> **WHAT YOU ARE ASKED TO DO**: Your output should be each line from the material below that has the word "logging".
[DATA FOR PROCESSING Boundary: Start]
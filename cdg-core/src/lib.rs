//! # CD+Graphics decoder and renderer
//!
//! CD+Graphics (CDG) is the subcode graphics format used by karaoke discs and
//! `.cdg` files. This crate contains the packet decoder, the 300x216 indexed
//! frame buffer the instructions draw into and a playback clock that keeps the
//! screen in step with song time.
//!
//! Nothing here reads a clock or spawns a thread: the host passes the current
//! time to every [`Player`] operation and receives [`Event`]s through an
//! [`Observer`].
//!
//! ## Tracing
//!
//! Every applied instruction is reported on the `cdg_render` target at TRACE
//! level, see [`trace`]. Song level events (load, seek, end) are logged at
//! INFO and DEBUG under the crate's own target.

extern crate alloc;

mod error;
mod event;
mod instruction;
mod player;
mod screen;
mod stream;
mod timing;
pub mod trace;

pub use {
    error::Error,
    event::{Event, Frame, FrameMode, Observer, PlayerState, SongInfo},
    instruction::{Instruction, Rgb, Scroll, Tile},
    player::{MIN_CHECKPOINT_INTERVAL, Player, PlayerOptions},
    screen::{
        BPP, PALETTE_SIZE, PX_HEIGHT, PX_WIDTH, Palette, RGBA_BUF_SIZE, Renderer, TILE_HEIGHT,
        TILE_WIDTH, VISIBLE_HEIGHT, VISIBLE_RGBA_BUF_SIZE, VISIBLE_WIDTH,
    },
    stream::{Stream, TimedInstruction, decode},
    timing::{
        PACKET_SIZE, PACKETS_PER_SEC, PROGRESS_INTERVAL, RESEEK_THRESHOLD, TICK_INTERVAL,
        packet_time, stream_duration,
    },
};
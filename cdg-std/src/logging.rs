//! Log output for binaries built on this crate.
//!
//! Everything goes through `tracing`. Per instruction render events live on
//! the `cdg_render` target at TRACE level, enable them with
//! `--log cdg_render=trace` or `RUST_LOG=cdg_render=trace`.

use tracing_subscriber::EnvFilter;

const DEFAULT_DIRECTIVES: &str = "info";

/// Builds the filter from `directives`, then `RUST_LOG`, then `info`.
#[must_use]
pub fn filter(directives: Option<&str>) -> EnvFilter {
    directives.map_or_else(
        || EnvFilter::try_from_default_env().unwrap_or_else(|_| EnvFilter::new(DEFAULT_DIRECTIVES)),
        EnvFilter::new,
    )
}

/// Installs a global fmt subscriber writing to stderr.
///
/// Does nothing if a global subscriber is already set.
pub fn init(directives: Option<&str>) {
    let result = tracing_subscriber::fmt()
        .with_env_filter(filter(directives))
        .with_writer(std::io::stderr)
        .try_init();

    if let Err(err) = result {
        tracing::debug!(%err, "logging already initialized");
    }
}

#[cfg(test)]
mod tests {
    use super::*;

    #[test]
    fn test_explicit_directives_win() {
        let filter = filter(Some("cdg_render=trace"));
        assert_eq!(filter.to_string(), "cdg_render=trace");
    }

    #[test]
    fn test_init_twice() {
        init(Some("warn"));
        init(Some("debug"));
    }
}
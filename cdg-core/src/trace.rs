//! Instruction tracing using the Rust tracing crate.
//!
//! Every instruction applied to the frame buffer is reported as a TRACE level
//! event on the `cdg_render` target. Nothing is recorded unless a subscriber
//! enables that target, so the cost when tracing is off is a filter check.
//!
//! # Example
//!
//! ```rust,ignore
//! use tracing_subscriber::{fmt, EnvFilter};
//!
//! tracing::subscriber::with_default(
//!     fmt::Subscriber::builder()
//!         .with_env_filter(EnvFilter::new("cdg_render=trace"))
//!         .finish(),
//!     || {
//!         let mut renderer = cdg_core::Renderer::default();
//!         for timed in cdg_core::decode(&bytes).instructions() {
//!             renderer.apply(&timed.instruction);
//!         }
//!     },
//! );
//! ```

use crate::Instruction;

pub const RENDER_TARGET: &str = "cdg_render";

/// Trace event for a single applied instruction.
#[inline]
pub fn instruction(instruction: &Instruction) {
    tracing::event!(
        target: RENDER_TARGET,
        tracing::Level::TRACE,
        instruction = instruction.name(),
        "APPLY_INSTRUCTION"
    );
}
[DATA FOR PROCESSING Boundary: End]
> **FINISHED TASK**:
filename cdg-std/src/logging.rs
        tracing::debug!(%err, "logging already initialized");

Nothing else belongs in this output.